И он побежал к дереву и со всей силы начал его трясти. Раздался крик, и с дерева упала молодая девушка, благодаря Бога, отделавшаяся одним испугом.
– Злодей – закричал фермер.
Вы недовольны? – спросил Коранда.
– Несчастный! Ты чуть не убил мою дочь и ещё хочешь, чтобы я был доволен; я вне себя от гнева; убирайся скорое, если ты не хочешь погибнуть от моей руки.
– Я уйду, но не прежде, как отрезавши вам нос, – сказал Коранда. – Я сдержал своё слово, сдержите же вы своё.

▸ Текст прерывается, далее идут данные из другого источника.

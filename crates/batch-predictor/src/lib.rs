//! Fan-out ensemble predictor: per ticker, combine {direction model, trend,
//! technicals, news sentiment} into one signal with renormalizing fallback.
//!
//! Components that cannot be computed are omitted and their weight is
//! redistributed over the rest; the sentiment component never goes missing
//! because it falls back to the market gap prediction.

pub mod analyzer;
pub mod model_store;
pub mod training;

pub use analyzer::HttpNewsAnalyzer;
pub use model_store::ModelStore;

use screener_core::{
    Component, MarketSentiment, NewsAnalyzer, Prediction, PredictionComponents, PredictorWeights,
    Regime, ScannedTicker, Signal, TickerInfo,
};
use std::sync::Arc;
use tokio::sync::Semaphore;
use tokio::task::JoinSet;
use tokio_util::sync::CancellationToken;

/// Relative MA gap that saturates trend confidence at 1.0.
const TREND_GAP_SCALE: f64 = 0.05;

/// Thresholds for a directional signal.
const SIGNAL_DIRECTION_MIN: f64 = 0.2;
const SIGNAL_CONFIDENCE_MIN: f64 = 0.5;

pub struct PredictOutcome {
    pub predictions: Vec<Prediction>,
    pub warnings: Vec<String>,
}

pub struct BatchPredictor {
    store: Arc<ModelStore>,
    analyzer: Option<Arc<dyn NewsAnalyzer>>,
    weights: PredictorWeights,
    workers: usize,
}

impl BatchPredictor {
    pub fn new(
        store: Arc<ModelStore>,
        analyzer: Option<Arc<dyn NewsAnalyzer>>,
        weights: PredictorWeights,
        workers: usize,
    ) -> Self {
        Self {
            store,
            analyzer,
            weights,
            workers: workers.max(1),
        }
    }

    /// Predict every scanned ticker. Results come back keyed by ticker in
    /// ticker-ascending order; per-ticker failures degrade to a HOLD with
    /// zero confidence plus a warning.
    pub async fn predict_all(
        &self,
        scanned: &[ScannedTicker],
        sentiment: &MarketSentiment,
        _regime: &Regime,
        cancel: &CancellationToken,
    ) -> PredictOutcome {
        let semaphore = Arc::new(Semaphore::new(self.workers));
        let mut tasks: JoinSet<(String, Prediction)> = JoinSet::new();
        let mut warnings = Vec::new();

        for stock in scanned {
            if cancel.is_cancelled() {
                tracing::info!("predict cancelled; draining in-flight tickers");
                break;
            }

            let semaphore = Arc::clone(&semaphore);
            let store = Arc::clone(&self.store);
            let analyzer = self.analyzer.clone();
            let weights = self.weights;
            let sentiment = sentiment.clone();
            let stock = stock.clone();

            tasks.spawn(async move {
                let _permit = semaphore.acquire_owned().await.expect("semaphore closed");
                let ticker = stock.info.ticker.clone();
                let prediction =
                    predict_one(&store, analyzer.as_deref(), &weights, &sentiment, &stock).await;
                (ticker, prediction)
            });
        }

        let mut predictions = Vec::new();
        while let Some(joined) = tasks.join_next().await {
            match joined {
                Ok((_, prediction)) => predictions.push(prediction),
                Err(e) => {
                    tracing::warn!("predict task failed: {}", e);
                    warnings.push(format!("predict task failed: {}", e));
                }
            }
        }

        predictions.sort_by(|a, b| a.ticker.cmp(&b.ticker));

        PredictOutcome {
            predictions,
            warnings,
        }
    }
}

async fn predict_one(
    store: &ModelStore,
    analyzer: Option<&dyn NewsAnalyzer>,
    weights: &PredictorWeights,
    sentiment: &MarketSentiment,
    stock: &ScannedTicker,
) -> Prediction {
    let ticker = &stock.info.ticker;

    let model = model_component(store, ticker, stock);
    let trend = trend_component(&stock.info);
    let technical = technical_component(&stock.info);
    let sentiment_comp = sentiment_component(analyzer, ticker, sentiment).await;

    ensemble(
        ticker,
        weights,
        PredictionComponents {
            model,
            trend,
            technical,
            sentiment: sentiment_comp,
        },
    )
}

fn model_component(store: &ModelStore, ticker: &str, stock: &ScannedTicker) -> Component {
    let model = match store.load(ticker) {
        Ok(model) => model,
        Err(e) => {
            tracing::debug!("{}: model unavailable: {}", ticker, e);
            return Component::unavailable();
        }
    };

    match model.predict(&stock.candles) {
        Ok(est) => Component::new(est.direction, est.confidence),
        Err(e) => {
            tracing::debug!("{}: model predict failed: {}", ticker, e);
            Component::unavailable()
        }
    }
}

/// Vote price-vs-MA20 against MA20-vs-MA50; confidence comes from the
/// smaller of the two relative gaps.
fn trend_component(info: &TickerInfo) -> Component {
    let (price, ma20, ma50) = match (info.price, info.ma_20, info.ma_50) {
        (Some(p), Some(m20), Some(m50)) if m20 > 0.0 && m50 > 0.0 => (p, m20, m50),
        _ => return Component::unavailable(),
    };

    let vote1 = (price - ma20).signum();
    let vote2 = (ma20 - ma50).signum();
    let direction = (vote1 + vote2).signum();

    let gap1 = ((price - ma20) / ma20).abs();
    let gap2 = ((ma20 - ma50) / ma50).abs();
    let confidence = (gap1.min(gap2) / TREND_GAP_SCALE).clamp(0.0, 1.0);

    Component::new(direction, confidence)
}

/// RSI-driven: oversold votes up, overbought votes down, the middle is a
/// weak neutral.
fn technical_component(info: &TickerInfo) -> Component {
    let rsi = match info.rsi_14 {
        Some(rsi) => rsi,
        None => return Component::unavailable(),
    };

    if rsi < 30.0 {
        Component::new(1.0, (30.0 - rsi) / 30.0)
    } else if rsi > 70.0 {
        Component::new(-1.0, (rsi - 70.0) / 30.0)
    } else {
        Component::new(0.0, 0.2)
    }
}

/// News sentiment when the analyzer has articles, otherwise the market gap
/// prediction. Either way the component stays available.
async fn sentiment_component(
    analyzer: Option<&dyn NewsAnalyzer>,
    ticker: &str,
    sentiment: &MarketSentiment,
) -> Component {
    if let Some(analyzer) = analyzer {
        match analyzer.sentiment(ticker).await {
            Ok(reading) if reading.article_count >= 1 => {
                return Component::new(
                    reading.label.sign() * reading.confidence,
                    reading.confidence,
                );
            }
            Ok(_) => {
                tracing::debug!("{}: no articles, falling back to gap prediction", ticker);
            }
            Err(e) => {
                tracing::debug!("{}: analyzer unavailable ({}), using gap prediction", ticker, e);
            }
        }
    }

    let gap = &sentiment.gap_prediction;
    Component::new((gap.pct / 2.0).clamp(-1.0, 1.0), gap.confidence)
}

/// Weighted means over available components with weights renormalized to the
/// available set.
fn ensemble(ticker: &str, weights: &PredictorWeights, components: PredictionComponents) -> Prediction {
    let weighted = [
        (weights.model, &components.model),
        (weights.trend, &components.trend),
        (weights.technical, &components.technical),
        (weights.sentiment, &components.sentiment),
    ];

    let total_weight: f64 = weighted
        .iter()
        .filter(|(_, c)| c.available)
        .map(|(w, _)| w)
        .sum();

    if total_weight <= 0.0 {
        tracing::warn!("{}: no ensemble components available", ticker);
        let mut hold = Prediction::hold(ticker);
        hold.components = components;
        return hold;
    }

    let direction: f64 = weighted
        .iter()
        .filter(|(_, c)| c.available)
        .map(|(w, c)| w * c.direction)
        .sum::<f64>()
        / total_weight;

    let confidence: f64 = weighted
        .iter()
        .filter(|(_, c)| c.available)
        .map(|(w, c)| w * c.confidence)
        .sum::<f64>()
        / total_weight;

    let signal = if direction >= SIGNAL_DIRECTION_MIN && confidence >= SIGNAL_CONFIDENCE_MIN {
        Signal::Buy
    } else if direction <= -SIGNAL_DIRECTION_MIN && confidence >= SIGNAL_CONFIDENCE_MIN {
        Signal::Sell
    } else {
        Signal::Hold
    };

    Prediction {
        ticker: ticker.to_string(),
        components,
        signal,
        ensemble_direction: direction,
        ensemble_confidence: confidence,
    }
}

– Гей! – сказал фермер, закрывая лицо руками, – согласен ли ты получить хороший выкуп за мой нос?
– Идёт, – отвечал Коранда.
– Хочешь, десять баранов?
– Нет.
– Два быка?
– Нет.
– Десять коров?
– Нет, уж я лучше отрежу вам нос. – И он стал точить на пороге свой нож.

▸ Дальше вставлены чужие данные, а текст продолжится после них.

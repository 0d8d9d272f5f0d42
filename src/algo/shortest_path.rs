//! Shortest-path algorithms.
//!
//! All of them follow explicit edges only: outbound edges on directed
//! graphs, every edge on undirected ones. Relaxation uses strict `<`, so
//! among equal-weight alternatives the first one found is kept.

use std::collections::{HashMap, HashSet};
use std::hash::Hash;

use crate::collections::{PriorityQueue, Queue};
use crate::graph::Graph;
use crate::types::{GraphError, GraphResult, PathResult};

/// Shortest paths from one source, keyed by destination.
pub type PathMap<V> = HashMap<V, PathResult<V>>;

/// Shortest paths between every ordered pair, keyed by source then
/// destination.
pub type AllPairsPaths<V> = HashMap<V, PathMap<V>>;

impl<V: Clone + Eq + Hash + Ord> Graph<V> {
    /// Single-source shortest paths with Dijkstra's algorithm.
    ///
    /// Weights must be non-negative; this is not checked. Every vertex gets
    /// an entry, unreachable ones with an infinite distance and no path.
    pub fn dijkstra(&self, source: &V) -> GraphResult<PathMap<V>, V> {
        self.require_vertex(source)?;
        log::trace!("dijkstra over {} vertices", self.num_vertices());

        let mut dist = self.initial_distances(source);
        let mut prev: HashMap<V, V> = HashMap::new();
        let mut settled: HashSet<V> = HashSet::new();
        let mut queue = PriorityQueue::new();
        queue.push(source.clone(), 0.0);

        while let Some(u) = queue.pop() {
            if !settled.insert(u.clone()) {
                continue;
            }
            let du = distance_of(&dist, &u);
            for (v, weight) in self.explicit_edges(&u) {
                let alt = du + weight;
                if alt < distance_of(&dist, v) {
                    dist.insert(v.clone(), alt);
                    prev.insert(v.clone(), u.clone());
                    queue.push(v.clone(), alt);
                }
            }
        }

        Ok(self.collect_paths(source, &dist, &prev))
    }

    /// Single-source shortest paths with the Bellman-Ford algorithm.
    ///
    /// Handles negative weights. A negative cycle reachable from `source`
    /// fails with `NegativeCycle`, carrying a cycle recovered from the
    /// predecessor chain.
    pub fn bellman_ford(&self, source: &V) -> GraphResult<PathMap<V>, V> {
        self.require_vertex(source)?;

        let vertices = self.vertices();
        let mut dist = self.initial_distances(source);
        let mut prev: HashMap<V, V> = HashMap::new();

        for _ in 1..vertices.len() {
            let mut changed = false;
            for u in &vertices {
                let du = distance_of(&dist, u);
                if du == f64::INFINITY {
                    continue;
                }
                for (v, weight) in self.explicit_edges(u) {
                    let alt = du + weight;
                    if alt < distance_of(&dist, v) {
                        dist.insert(v.clone(), alt);
                        prev.insert(v.clone(), u.clone());
                        changed = true;
                    }
                }
            }
            if !changed {
                break;
            }
        }

        for u in &vertices {
            let du = distance_of(&dist, u);
            if du == f64::INFINITY {
                continue;
            }
            for (v, weight) in self.explicit_edges(u) {
                if du + weight < distance_of(&dist, v) {
                    prev.insert(v.clone(), u.clone());
                    let cycle = negative_cycle(&prev, v, vertices.len());
                    log::debug!("bellman-ford found a negative cycle of {} vertices", cycle.len());
                    return Err(GraphError::NegativeCycle { cycle });
                }
            }
        }

        Ok(self.collect_paths(source, &dist, &prev))
    }

    /// All-pairs shortest paths with the Floyd-Warshall algorithm.
    ///
    /// Fails with `NegativeCycle` when any vertex can reach itself at
    /// negative cost.
    pub fn floyd_warshall(&self) -> GraphResult<AllPairsPaths<V>, V> {
        let vertices = self.vertices();
        let n = vertices.len();
        let index: HashMap<&V, usize> = vertices.iter().enumerate().map(|(i, v)| (v, i)).collect();
        log::trace!("floyd-warshall over {} vertices", n);

        let mut dist = vec![vec![f64::INFINITY; n]; n];
        let mut next: Vec<Vec<Option<usize>>> = vec![vec![None; n]; n];
        for (i, row) in dist.iter_mut().enumerate() {
            row[i] = 0.0;
        }
        for (i, u) in vertices.iter().enumerate() {
            for (v, weight) in self.explicit_edges(u) {
                let Some(&j) = index.get(v) else {
                    continue;
                };
                // A non-negative self-loop never beats staying put.
                if weight < dist[i][j] {
                    dist[i][j] = weight;
                    next[i][j] = Some(j);
                }
            }
        }

        for k in 0..n {
            for i in 0..n {
                if dist[i][k] == f64::INFINITY {
                    continue;
                }
                for j in 0..n {
                    if dist[k][j] == f64::INFINITY {
                        continue;
                    }
                    let alt = dist[i][k] + dist[k][j];
                    if alt < dist[i][j] {
                        dist[i][j] = alt;
                        next[i][j] = next[i][k];
                    }
                }
            }
        }

        if let Some(i) = (0..n).find(|&i| dist[i][i] < 0.0) {
            let cycle = next_hop_cycle(&next, i)
                .into_iter()
                .map(|k| vertices[k].clone())
                .collect::<Vec<V>>();
            log::debug!("floyd-warshall found a negative cycle of {} vertices", cycle.len());
            return Err(GraphError::NegativeCycle { cycle });
        }

        let mut results: AllPairsPaths<V> = HashMap::with_capacity(n);
        for (i, u) in vertices.iter().enumerate() {
            let mut row: PathMap<V> = HashMap::with_capacity(n);
            for (j, v) in vertices.iter().enumerate() {
                let path = next_hop_path(&next, i, j)
                    .map(|hops| hops.into_iter().map(|k| vertices[k].clone()).collect());
                row.insert(v.clone(), PathResult::new(dist[i][j], path));
            }
            results.insert(u.clone(), row);
        }
        Ok(results)
    }

    /// Shortest path from `source` to `target` with the A* algorithm.
    ///
    /// `heuristic` estimates the remaining cost to `target` and must never
    /// overestimate it for the result to be optimal. An unreachable target
    /// is not an error: the result has an infinite distance and no path.
    pub fn a_star<F>(&self, source: &V, target: &V, mut heuristic: F) -> GraphResult<PathResult<V>, V>
    where
        F: FnMut(&V) -> f64,
    {
        self.require_vertex(source)?;
        self.require_vertex(target)?;

        let mut g_score: HashMap<V, f64> = HashMap::new();
        let mut prev: HashMap<V, V> = HashMap::new();
        let mut closed: HashSet<V> = HashSet::new();
        let mut open = PriorityQueue::new();
        g_score.insert(source.clone(), 0.0);
        open.push(source.clone(), heuristic(source));

        while let Some(current) = open.pop() {
            if &current == target {
                return Ok(PathResult::new(
                    distance_of(&g_score, target),
                    reconstruct_path(&prev, source, target),
                ));
            }
            if !closed.insert(current.clone()) {
                continue;
            }

            let g_current = distance_of(&g_score, &current);
            for (neighbor, weight) in self.explicit_edges(&current) {
                if closed.contains(neighbor) {
                    continue;
                }
                let tentative = g_current + weight;
                if tentative < distance_of(&g_score, neighbor) {
                    prev.insert(neighbor.clone(), current.clone());
                    g_score.insert(neighbor.clone(), tentative);
                    open.push(neighbor.clone(), tentative + heuristic(neighbor));
                }
            }
        }

        log::debug!("a* exhausted the open set without reaching the target");
        Ok(PathResult::unreachable())
    }

    /// Hop-count shortest paths from `source`; every edge counts as 1.
    pub fn bfs_shortest_path(&self, source: &V) -> GraphResult<PathMap<V>, V> {
        self.require_vertex(source)?;

        let mut dist = self.initial_distances(source);
        let mut prev: HashMap<V, V> = HashMap::new();
        let mut queue = Queue::new();
        queue.enqueue(source.clone());

        while let Some(u) = queue.dequeue() {
            let du = distance_of(&dist, &u);
            for (v, _) in self.explicit_edges(&u) {
                if distance_of(&dist, v) == f64::INFINITY {
                    dist.insert(v.clone(), du + 1.0);
                    prev.insert(v.clone(), u.clone());
                    queue.enqueue(v.clone());
                }
            }
        }

        Ok(self.collect_paths(source, &dist, &prev))
    }

    /// Infinite distance everywhere except the source.
    fn initial_distances(&self, source: &V) -> HashMap<V, f64> {
        let mut dist: HashMap<V, f64> = self
            .vertex_iter()
            .map(|v| (v.clone(), f64::INFINITY))
            .collect();
        dist.insert(source.clone(), 0.0);
        dist
    }

    fn collect_paths(&self, source: &V, dist: &HashMap<V, f64>, prev: &HashMap<V, V>) -> PathMap<V> {
        self.vertex_iter()
            .map(|v| {
                let distance = distance_of(dist, v);
                let path = if distance == f64::INFINITY {
                    None
                } else {
                    reconstruct_path(prev, source, v)
                };
                (v.clone(), PathResult::new(distance, path))
            })
            .collect()
    }
}

fn distance_of<V: Eq + Hash>(dist: &HashMap<V, f64>, v: &V) -> f64 {
    dist.get(v).copied().unwrap_or(f64::INFINITY)
}

/// Walk the predecessor map back from `target` to `source`.
///
/// Returns `None` when the chain breaks off or revisits a vertex before
/// reaching `source`.
pub(crate) fn reconstruct_path<V: Clone + Eq + Hash>(
    prev: &HashMap<V, V>,
    source: &V,
    target: &V,
) -> Option<Vec<V>> {
    if source == target {
        return Some(vec![source.clone()]);
    }

    let mut path = vec![target.clone()];
    let mut seen: HashSet<&V> = HashSet::from([target]);
    let mut current = target;
    while current != source {
        current = prev.get(current)?;
        if !seen.insert(current) {
            return None;
        }
        path.push(current.clone());
    }
    path.reverse();
    Some(path)
}

/// Recover a cycle from a predecessor map after a relaxation into `from`
/// proved one exists.
///
/// Stepping back `steps` times (the vertex count) lands on the cycle
/// itself; the cycle is then read off in edge order.
fn negative_cycle<V: Clone + Eq + Hash>(prev: &HashMap<V, V>, from: &V, steps: usize) -> Vec<V> {
    let mut current = from;
    for _ in 0..steps {
        match prev.get(current) {
            Some(p) => current = p,
            None => break,
        }
    }

    let start = current;
    let mut cycle = vec![start.clone()];
    let mut seen: HashSet<&V> = HashSet::from([start]);
    let mut cursor = prev.get(start);
    while let Some(p) = cursor {
        if p == start || !seen.insert(p) {
            break;
        }
        cycle.push(p.clone());
        cursor = prev.get(p);
    }
    cycle.reverse();
    cycle
}

/// Follow next hops from `i` to `j`. `None` if `j` is unreachable or the
/// hops loop.
fn next_hop_path(next: &[Vec<Option<usize>>], i: usize, j: usize) -> Option<Vec<usize>> {
    if i == j {
        return Some(vec![i]);
    }
    next[i][j]?;

    let mut path = vec![i];
    let mut seen = HashSet::from([i]);
    let mut current = i;
    while current != j {
        current = next[current][j]?;
        if !seen.insert(current) {
            return None;
        }
        path.push(current);
    }
    Some(path)
}

/// Best-effort cycle through `i` read from the next-hop matrix.
fn next_hop_cycle(next: &[Vec<Option<usize>>], i: usize) -> Vec<usize> {
    let mut cycle = vec![i];
    let mut current = i;
    for _ in 0..next.len() {
        match next[current][i] {
            Some(k) if k == i => return cycle,
            Some(k) if !cycle.contains(&k) => {
                cycle.push(k);
                current = k;
            }
            _ => break,
        }
    }
    vec![i]
}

– Батюшка, – сказала Елена, – ошибка сделана мною, мне же её следует и поправить. Коранда, согласны вы получить мою руку вместо носа моего отца?
– Согласен, – ответил Коранда.
– Я делаю при этом одно условие, – сказала девушка, – все последствия договора я беру на себя. Первому из нас, кто не будет доволен своим супружеством, отрежут нос.
– Хорошо, – сказал Коранда, – впрочем, я желал бы скорее, чтобы это был язык, но после носа мы дойдем и до этого.
Великолепнее их свадьбы до сих пор не видели в Девитце, и никогда ещё не было более счастливого супружества. Коранда и прекрасная Елена были примерными супругами. Никогда не было слышно, чтобы кто-нибудь из них жаловался; они любили друг друга, держа постоянно ухо востро и, благодаря своему остроумному договору, сохранили в течение своей жизни свою любовь и свои носы.